Per cui per te, a livello emotivo, è più pesante adesso rispetto a quando lavoravi nella rianimazione Covid
In quel momento sei un professionista, con la testa, col cuore, non hai il tempo per ragionare su quello che sta succedendo realmente. Era tutto assurdo, era tutto assurdo perché alla fine ci si vedeva più tra di noi colleghi che con le altre persone quindi la tua vita in quel momento si declinava in casa-lavoro e lavoro-casa.
Come affrontavi il ritorno a casa, cosa facevi durante i tuoi giorni di riposo?
Io ero un’ameba, non c’era differenza di stress tra i turni diurni e quelli notturni.

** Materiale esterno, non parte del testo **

//! # Game Configuration
//!
//! Table setup read from TOML. Every field is optional:
//!
//! ```toml
//! players = 4
//! recipes = "house_recipes.toml"   # defaults to the built-in deck
//! seed = 1234                      # omit for OS entropy
//! log_filter = "fishcook=debug,info"
//! ```
//!
//! A relative `recipes` path in a file loaded with
//! [`GameConfig::from_path`] is resolved against that file's directory.

use std::path::{Path, PathBuf};

use fishcook_market::SecureDice;
use rand::SeedableRng;
use rand_chacha::ChaCha20Rng;
use serde::{Deserialize, Serialize};

use crate::constants::{DEFAULT_LOG_FILTER, MAX_PLAYERS, MIN_PLAYERS};
use crate::error::{GameError, GameResult};
use crate::recipes::RecipeBook;

// Keeps the deck stream apart from the dice stream under one seed.
const DECK_SEED_SALT: u64 = 0x5EED_DEC0;

/// Configuration for a game session.
#[derive(Clone, Debug, PartialEq, Eq, Serialize, Deserialize)]
#[serde(default, deny_unknown_fields)]
pub struct GameConfig {
    /// Players seated at the start.
    pub players: usize,
    /// Recipe file; `None` uses the built-in deck.
    pub recipes: Option<PathBuf>,
    /// Seed for reproducible dice and deck order.
    pub seed: Option<u64>,
    /// Default `tracing` directive, overridden by `RUST_LOG`.
    pub log_filter: String,
}

impl Default for GameConfig {
    fn default() -> Self {
        Self {
            players: MIN_PLAYERS,
            recipes: None,
            seed: None,
            log_filter: DEFAULT_LOG_FILTER.to_string(),
        }
    }
}

impl GameConfig {
    /// Parses and validates a config.
    ///
    /// # Errors
    ///
    /// Returns [`GameError::Parse`] for malformed TOML or unknown keys, and
    /// the errors of [`GameConfig::validate`].
    pub fn from_toml_str(text: &str) -> GameResult<Self> {
        let config: Self = toml::from_str(text)?;
        config.validate()?;
        Ok(config)
    }

    /// Loads and validates a config file.
    ///
    /// # Errors
    ///
    /// Returns [`GameError::Io`] if the file cannot be read, otherwise as
    /// [`GameConfig::from_toml_str`].
    pub fn from_path(path: impl AsRef<Path>) -> GameResult<Self> {
        let path = path.as_ref();
        let text = std::fs::read_to_string(path).map_err(|source| GameError::Io {
            path: path.to_path_buf(),
            source,
        })?;
        let mut config = Self::from_toml_str(&text)?;

        if let (Some(recipes), Some(dir)) = (config.recipes.as_ref(), path.parent()) {
            if recipes.is_relative() {
                config.recipes = Some(dir.join(recipes));
            }
        }
        Ok(config)
    }

    /// Checks game rules the schema cannot express.
    ///
    /// # Errors
    ///
    /// Returns [`GameError::InvalidPlayerCount`] or
    /// [`GameError::InvalidConfig`].
    pub fn validate(&self) -> GameResult<()> {
        if !(MIN_PLAYERS..=MAX_PLAYERS).contains(&self.players) {
            return Err(GameError::InvalidPlayerCount {
                count: self.players,
                min: MIN_PLAYERS,
                max: MAX_PLAYERS,
            });
        }
        if self.log_filter.trim().is_empty() {
            return Err(GameError::InvalidConfig(
                "log_filter must not be empty".to_string(),
            ));
        }
        Ok(())
    }

    /// Loads the configured recipe book.
    ///
    /// # Errors
    ///
    /// Propagates [`RecipeBook::from_path`] errors.
    pub fn recipe_book(&self) -> GameResult<RecipeBook> {
        match &self.recipes {
            Some(path) => RecipeBook::from_path(path),
            None => RecipeBook::builtin(),
        }
    }

    /// Dice for the markets: seeded when a seed is set, OS entropy otherwise.
    #[must_use]
    pub fn dice(&self) -> SecureDice {
        match self.seed {
            Some(seed) => SecureDice::seeded(seed),
            None => SecureDice::from_entropy(),
        }
    }

    /// RNG for shuffling the recipe deck.
    #[must_use]
    pub fn deck_rng(&self) -> ChaCha20Rng {
        match self.seed {
            Some(seed) => ChaCha20Rng::seed_from_u64(seed ^ DECK_SEED_SALT),
            None => ChaCha20Rng::from_entropy(),
        }
    }
}
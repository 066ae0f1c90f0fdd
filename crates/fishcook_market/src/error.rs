//! # Market Error Types
//!
//! All errors that can occur while rolling dice or restocking a market.

use thiserror::Error;

use crate::dice::DIE_SIDES;

/// Errors that can occur in the restocking engine.
#[derive(Error, Debug, Clone, PartialEq, Eq)]
pub enum MarketError {
    /// A value outside `1..=6` was used where a die face was expected.
    #[error("invalid die face {0}: expected 1..=6")]
    InvalidFace(u8),

    /// An acceptance range whose lower bound is above its upper bound.
    #[error("invalid acceptance range: {low}..={high}")]
    InvalidRange {
        /// Lower bound.
        low: u8,
        /// Upper bound.
        high: u8,
    },

    /// Scripted dice were built without any faces to replay.
    #[error("dice script is empty")]
    EmptyScript,

    /// Overflow correction hit its reroll bound without settling every tier
    /// under capacity.
    #[error("tier allocation did not converge after {rerolls} correction rolls (counts {frequencies:?})")]
    AllocationDidNotConverge {
        /// Correction rolls consumed before giving up.
        rerolls: usize,
        /// Per-face counts (index 0 = face 1) when the bound was hit.
        frequencies: [usize; DIE_SIDES as usize],
    },
}

/// Result type for market operations.
pub type MarketResult<T> = Result<T, MarketError>;
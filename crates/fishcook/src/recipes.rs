//! # Recipe Cards
//!
//! Recipe definitions loaded from TOML.
//!
//! ```toml
//! [[recipes]]
//! title = "Tuna Nigiri"
//! source = "Assets_img_14"
//! fish = 3
//! ingredients = "w"
//! base = 15
//! bonus = 3
//! ```
//!
//! `fish` is the fish tier (die face). `ingredients` is a string of
//! produce codes, one character each.

use std::collections::BTreeSet;
use std::fmt;
use std::path::Path;

use fishcook_market::DieFace;
use serde::{Deserialize, Serialize};

use crate::error::{GameError, GameResult};

/// The deck shipped with the game.
pub const BUILTIN_RECIPES: &str = include_str!("../data/recipes.toml");

/// A produce code printed on recipe cards.
#[derive(Clone, Copy, Debug, PartialEq, Eq, PartialOrd, Ord, Hash)]
pub enum IngredientCode {
    /// `w`
    White,
    /// `y`
    Yellow,
    /// `g`
    Green,
    /// `r`
    Red,
    /// `b`
    Brown,
    /// `p`
    Purple,
}

impl IngredientCode {
    /// All codes.
    pub const ALL: [Self; 6] = [
        Self::White,
        Self::Yellow,
        Self::Green,
        Self::Red,
        Self::Brown,
        Self::Purple,
    ];

    /// The character used in config files.
    #[must_use]
    pub const fn code(self) -> char {
        match self {
            Self::White => 'w',
            Self::Yellow => 'y',
            Self::Green => 'g',
            Self::Red => 'r',
            Self::Brown => 'b',
            Self::Purple => 'p',
        }
    }
}

impl TryFrom<char> for IngredientCode {
    type Error = GameError;

    fn try_from(c: char) -> GameResult<Self> {
        Self::ALL
            .into_iter()
            .find(|code| code.code() == c)
            .ok_or(GameError::UnknownIngredient(c))
    }
}

impl fmt::Display for IngredientCode {
    fn fmt(&self, f: &mut fmt::Formatter<'_>) -> fmt::Result {
        write!(f, "{}", self.code())
    }
}

/// The ingredient list of a recipe, in card order.
#[derive(Clone, Debug, PartialEq, Eq, Hash, Serialize, Deserialize)]
#[serde(try_from = "String", into = "String")]
pub struct Ingredients(Vec<IngredientCode>);

impl Ingredients {
    /// Number of ingredients.
    #[must_use]
    pub fn len(&self) -> usize {
        self.0.len()
    }

    /// True if the list is empty. Loaded recipes never are.
    #[must_use]
    pub fn is_empty(&self) -> bool {
        self.0.is_empty()
    }

    /// True if `code` is on the list.
    #[must_use]
    pub fn contains(&self, code: IngredientCode) -> bool {
        self.0.contains(&code)
    }

    /// Iterates ingredients in card order.
    pub fn iter(&self) -> impl Iterator<Item = IngredientCode> + '_ {
        self.0.iter().copied()
    }
}

impl TryFrom<String> for Ingredients {
    type Error = GameError;

    fn try_from(codes: String) -> GameResult<Self> {
        codes
            .chars()
            .map(IngredientCode::try_from)
            .collect::<GameResult<Vec<_>>>()
            .map(Self)
    }
}

impl From<Ingredients> for String {
    fn from(ingredients: Ingredients) -> Self {
        ingredients.0.iter().map(|c| c.code()).collect()
    }
}

/// A single recipe card.
#[derive(Clone, Debug, PartialEq, Eq, Serialize, Deserialize)]
#[serde(deny_unknown_fields)]
pub struct RecipeCard {
    /// Card title.
    pub title: String,
    /// Image asset id for front-ends.
    pub source: String,
    /// Fish tier the recipe needs.
    pub fish: DieFace,
    /// Produce the recipe needs.
    pub ingredients: Ingredients,
    /// Base value.
    #[serde(rename = "base")]
    pub base_value: u16,
    /// Bonus value.
    pub bonus: u16,
}

impl fmt::Display for RecipeCard {
    fn fmt(&self, f: &mut fmt::Formatter<'_>) -> fmt::Result {
        f.write_str(&self.title)
    }
}

#[derive(Deserialize)]
#[serde(deny_unknown_fields)]
struct RecipeFile {
    recipes: Vec<RecipeCard>,
}

/// A validated set of recipe cards.
#[derive(Clone, Debug, PartialEq, Eq)]
pub struct RecipeBook {
    cards: Vec<RecipeCard>,
}

impl RecipeBook {
    /// Creates a book from cards.
    ///
    /// # Errors
    ///
    /// Returns [`GameError::InvalidConfig`] if the book is empty, a title
    /// is blank or repeated, or a card has no ingredients.
    pub fn new(cards: Vec<RecipeCard>) -> GameResult<Self> {
        if cards.is_empty() {
            return Err(GameError::InvalidConfig(
                "recipe book has no cards".to_string(),
            ));
        }

        let mut titles = BTreeSet::new();
        for card in &cards {
            if card.title.trim().is_empty() {
                return Err(GameError::InvalidConfig(
                    "recipe with blank title".to_string(),
                ));
            }
            if card.ingredients.is_empty() {
                return Err(GameError::InvalidConfig(format!(
                    "recipe {:?} has no ingredients",
                    card.title
                )));
            }
            if !titles.insert(card.title.as_str()) {
                return Err(GameError::InvalidConfig(format!(
                    "duplicate recipe title {:?}",
                    card.title
                )));
            }
        }

        Ok(Self { cards })
    }

    /// The deck shipped with the game.
    ///
    /// # Errors
    ///
    /// Only fails if the embedded file is broken.
    pub fn builtin() -> GameResult<Self> {
        Self::from_toml_str(BUILTIN_RECIPES)
    }

    /// Parses a book from TOML text.
    ///
    /// # Errors
    ///
    /// Returns [`GameError::Parse`] for malformed TOML, bad faces or
    /// unknown ingredient codes, and [`GameError::InvalidConfig`] for
    /// rule violations (see [`RecipeBook::new`]).
    pub fn from_toml_str(text: &str) -> GameResult<Self> {
        let file: RecipeFile = toml::from_str(text)?;
        Self::new(file.recipes)
    }

    /// Loads a book from a TOML file.
    ///
    /// # Errors
    ///
    /// Returns [`GameError::Io`] if the file cannot be read, otherwise as
    /// [`RecipeBook::from_toml_str`].
    pub fn from_path(path: impl AsRef<Path>) -> GameResult<Self> {
        let path = path.as_ref();
        let text = std::fs::read_to_string(path).map_err(|source| GameError::Io {
            path: path.to_path_buf(),
            source,
        })?;
        Self::from_toml_str(&text)
    }

    /// All cards, in file order.
    #[must_use]
    pub fn cards(&self) -> &[RecipeCard] {
        &self.cards
    }

    /// Number of cards.
    #[must_use]
    pub fn len(&self) -> usize {
        self.cards.len()
    }

    /// Always false for a constructed book.
    #[must_use]
    pub fn is_empty(&self) -> bool {
        self.cards.is_empty()
    }

    /// Counts cards needing fish tier `fish` and exactly `ingredient_count` produce.
    #[must_use]
    pub fn count_matching(&self, fish: DieFace, ingredient_count: usize) -> usize {
        self.cards
            .iter()
            .filter(|c| c.fish == fish && c.ingredients.len() == ingredient_count)
            .count()
    }

    /// Every ingredient code used by at least one card.
    #[must_use]
    pub fn ingredient_codes(&self) -> BTreeSet<IngredientCode> {
        self.cards.iter().flat_map(|c| c.ingredients.iter()).collect()
    }
}
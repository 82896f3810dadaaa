//! Directory service mocking for agent tests.
//!
//! Replies are queued per path pattern and handed out in order. Once a
//! route runs dry (or nothing matches) the mock behaves like an idle
//! long-poll: it waits a little and fails with a timeout.

use std::collections::VecDeque;
use std::sync::{Arc, RwLock};
use std::time::Duration;

use crate::agent::{BoxFuture, DirectoryRequest, DirectoryTransport};
use crate::membership::RawSnapshot;
use crate::{Result, WaypointError};

/// One scripted answer.
#[derive(Debug, Clone)]
pub enum MockReply {
    /// Answer with a directory document.
    Snapshot(RawSnapshot),
    /// Answer without a body.
    Empty,
    /// Fail with a timeout.
    Timeout,
    /// Fail with a transport error.
    Error(String),
    /// Wait, then answer with the inner reply.
    Delayed(Duration, Box<MockReply>),
}

impl MockReply {
    /// Delay this reply.
    pub fn after(self, delay: Duration) -> Self {
        Self::Delayed(delay, Box::new(self))
    }
}

/// Which requests a route answers.
#[derive(Debug, Clone, Copy, PartialEq, Eq)]
enum RouteKind {
    Fetch,
    Watch,
}

impl RouteKind {
    fn of(request: &DirectoryRequest) -> Self {
        if request.param("wait") == Some("true") {
            Self::Watch
        } else {
            Self::Fetch
        }
    }
}

struct MockRoute {
    pattern: String,
    kind: RouteKind,
    replies: VecDeque<MockReply>,
}

/// Mock directory transport.
///
/// # Example
///
/// ```ignore
/// let directory = MockDirectory::new();
/// directory.on_fetch("*/orders", MockReply::Snapshot(snapshot));
/// directory.on_watch("*/orders", MockReply::Timeout);
///
/// // ... run the agent ...
/// directory.assert_called_times("*/orders", 2);
/// ```
#[derive(Clone)]
pub struct MockDirectory {
    routes: Arc<RwLock<Vec<MockRoute>>>,
    requests: Arc<RwLock<Vec<DirectoryRequest>>>,
    idle: Duration,
}

impl MockDirectory {
    /// Create a mock with no routes.
    pub fn new() -> Self {
        Self {
            routes: Arc::new(RwLock::new(Vec::new())),
            requests: Arc::new(RwLock::new(Vec::new())),
            idle: Duration::from_millis(10),
        }
    }

    /// How long an unanswered request waits before timing out.
    pub fn with_idle(mut self, idle: Duration) -> Self {
        self.idle = idle;
        self
    }

    /// Queue a reply for plain reads matching `pattern`.
    pub fn on_fetch(&self, pattern: &str, reply: MockReply) {
        self.push(pattern, RouteKind::Fetch, reply);
    }

    /// Queue a reply for long-polls matching `pattern`.
    pub fn on_watch(&self, pattern: &str, reply: MockReply) {
        self.push(pattern, RouteKind::Watch, reply);
    }

    fn push(&self, pattern: &str, kind: RouteKind, reply: MockReply) {
        let mut routes = self.routes.write().unwrap();
        if let Some(route) = routes
            .iter_mut()
            .find(|r| r.pattern == pattern && r.kind == kind)
        {
            route.replies.push_back(reply);
            return;
        }
        routes.push(MockRoute {
            pattern: pattern.to_string(),
            kind,
            replies: VecDeque::from([reply]),
        });
    }

    fn next_reply(&self, request: &DirectoryRequest) -> Option<MockReply> {
        let kind = RouteKind::of(request);
        let mut routes = self.routes.write().unwrap();
        routes
            .iter_mut()
            .filter(|r| r.kind == kind && matches_pattern(&request.path, &r.pattern))
            .find_map(|r| r.replies.pop_front())
    }

    /// Recorded requests.
    pub fn requests(&self) -> Vec<DirectoryRequest> {
        self.requests.read().unwrap().clone()
    }

    /// Recorded requests whose path matches a pattern.
    pub fn requests_to(&self, pattern: &str) -> Vec<DirectoryRequest> {
        self.requests
            .read()
            .unwrap()
            .iter()
            .filter(|r| matches_pattern(&r.path, pattern))
            .cloned()
            .collect()
    }

    /// Number of long-polls issued so far.
    pub fn watch_count(&self) -> usize {
        self.requests
            .read()
            .unwrap()
            .iter()
            .filter(|r| RouteKind::of(r) == RouteKind::Watch)
            .count()
    }

    /// Number of plain reads issued so far.
    pub fn fetch_count(&self) -> usize {
        self.requests
            .read()
            .unwrap()
            .iter()
            .filter(|r| RouteKind::of(r) == RouteKind::Fetch)
            .count()
    }

    /// Assert that a path pattern was requested.
    pub fn assert_called(&self, pattern: &str) {
        let requests = self.requests();
        assert!(
            requests.iter().any(|r| matches_pattern(&r.path, pattern)),
            "Expected directory call matching '{}', but none found. Recorded paths: {:?}",
            pattern,
            requests.iter().map(|r| &r.path).collect::<Vec<_>>()
        );
    }

    /// Assert that a path pattern was requested a specific number of times.
    pub fn assert_called_times(&self, pattern: &str, expected: usize) {
        let matching = self.requests_to(pattern).len();
        assert_eq!(
            matching, expected,
            "Expected {} directory calls matching '{}', but found {}",
            expected, pattern, matching
        );
    }

    /// Assert that a path pattern was never requested.
    pub fn assert_not_called(&self, pattern: &str) {
        self.assert_called_times(pattern, 0);
    }
}

impl Default for MockDirectory {
    fn default() -> Self {
        Self::new()
    }
}

impl DirectoryTransport for MockDirectory {
    fn fetch(&self, request: DirectoryRequest) -> BoxFuture<'_, Result<Option<RawSnapshot>>> {
        Box::pin(async move {
            self.requests.write().unwrap().push(request.clone());

            let mut reply = match self.next_reply(&request) {
                Some(reply) => reply,
                None => MockReply::Timeout.after(self.idle),
            };

            loop {
                match reply {
                    MockReply::Delayed(delay, inner) => {
                        tokio::time::sleep(delay).await;
                        reply = *inner;
                    }
                    MockReply::Snapshot(raw) => return Ok(Some(raw)),
                    MockReply::Empty => return Ok(None),
                    MockReply::Timeout => {
                        return Err(WaypointError::TransportTimeout(request.path.clone()))
                    }
                    MockReply::Error(message) => return Err(WaypointError::Transport(message)),
                }
            }
        })
    }
}

/// Glob match where `*` spans any run of characters.
fn matches_pattern(path: &str, pattern: &str) -> bool {
    let pattern_parts: Vec<&str> = pattern.split('*').collect();
    if pattern_parts.len() == 1 {
        return path == pattern;
    }

    let mut remaining = path;
    for (i, part) in pattern_parts.iter().enumerate() {
        if part.is_empty() {
            continue;
        }

        if i == 0 {
            if !remaining.starts_with(part) {
                return false;
            }
            remaining = &remaining[part.len()..];
        } else if i == pattern_parts.len() - 1 {
            if !remaining.ends_with(part) {
                return false;
            }
        } else if let Some(pos) = remaining.find(part) {
            remaining = &remaining[pos + part.len()..];
        } else {
            return false;
        }
    }

    true
}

Io arrivavo a casa, mi facevo una lunga doccia con la quale scaricavo la tensione, ma non mi rimanevano le forze per pensare a qualsiasi altra cosa, quindi a malapena aprivo il frigo. Per quanto mi riguarda mi ero ridotta a pensare alle attività più elementari. Mi chiedevo: ho fame, non ho fame, ho sete? Mangio e bevo. Ho sonno? Vado a dormire. Stop. Una telefonata ai parenti. Io non avevo voglia di pensare. Non avevo voglia di comunicare.
Personalmente penso che ognuno di voi abbia provato una una cosa diversa, anche se credo che ci siano degli elementi comuni tra tutti quanti voi
Confrontandoci tra colleghi, tutti quanti abbiamo provato una sensazione di svuotamento, soprattutto alla fine di ogni turno. Mi è capitato di fare più turni dove non riuscissi a riposare. Non riuscivo a ragionare con lucidità, avevo al sensazione di annaspare, quindi quando era possibile riposare mi spegnevo, letteralmente. Tra l’altro un altro fatto riguardava l’argomento Covid che non rimaneva circoscritto all’interno dell’ospedale. Era ovunque. I tg non parlavano di nient’altro, i parenti e gli amici che mi chiamavano per sapere come andava, se era tutto vero. Capisco che fosse un modo per starmi vicino, a loro modo volevano sostenermi ma trovavo il tutto molto, molto pesante. Avevo la sensazione di non riuscire a staccare la testa dal lavoro.
Voglio provocarti, nel caso ti capitasse di discutere con una persona che nega tutte queste cose, una di quelle che se ne frega di indossare i dispositivi di protezione, scenderesti nei particolari, gli racconteresti cosa vuol dire essere ricoverati in una rianimazione Covid?
Assolutamente sì, naturalmente racconterei solo i dettagli che no ledano la persona ricoverata, però si. Quando però ti occupi di un paziente Covid per 12 ore, lo giri e lo rigiri nel letto, inizi a pensare e a dire ai colleghi: ”Ragazzi se dovesse succedermi, non mi fate niente, non trattatemi”.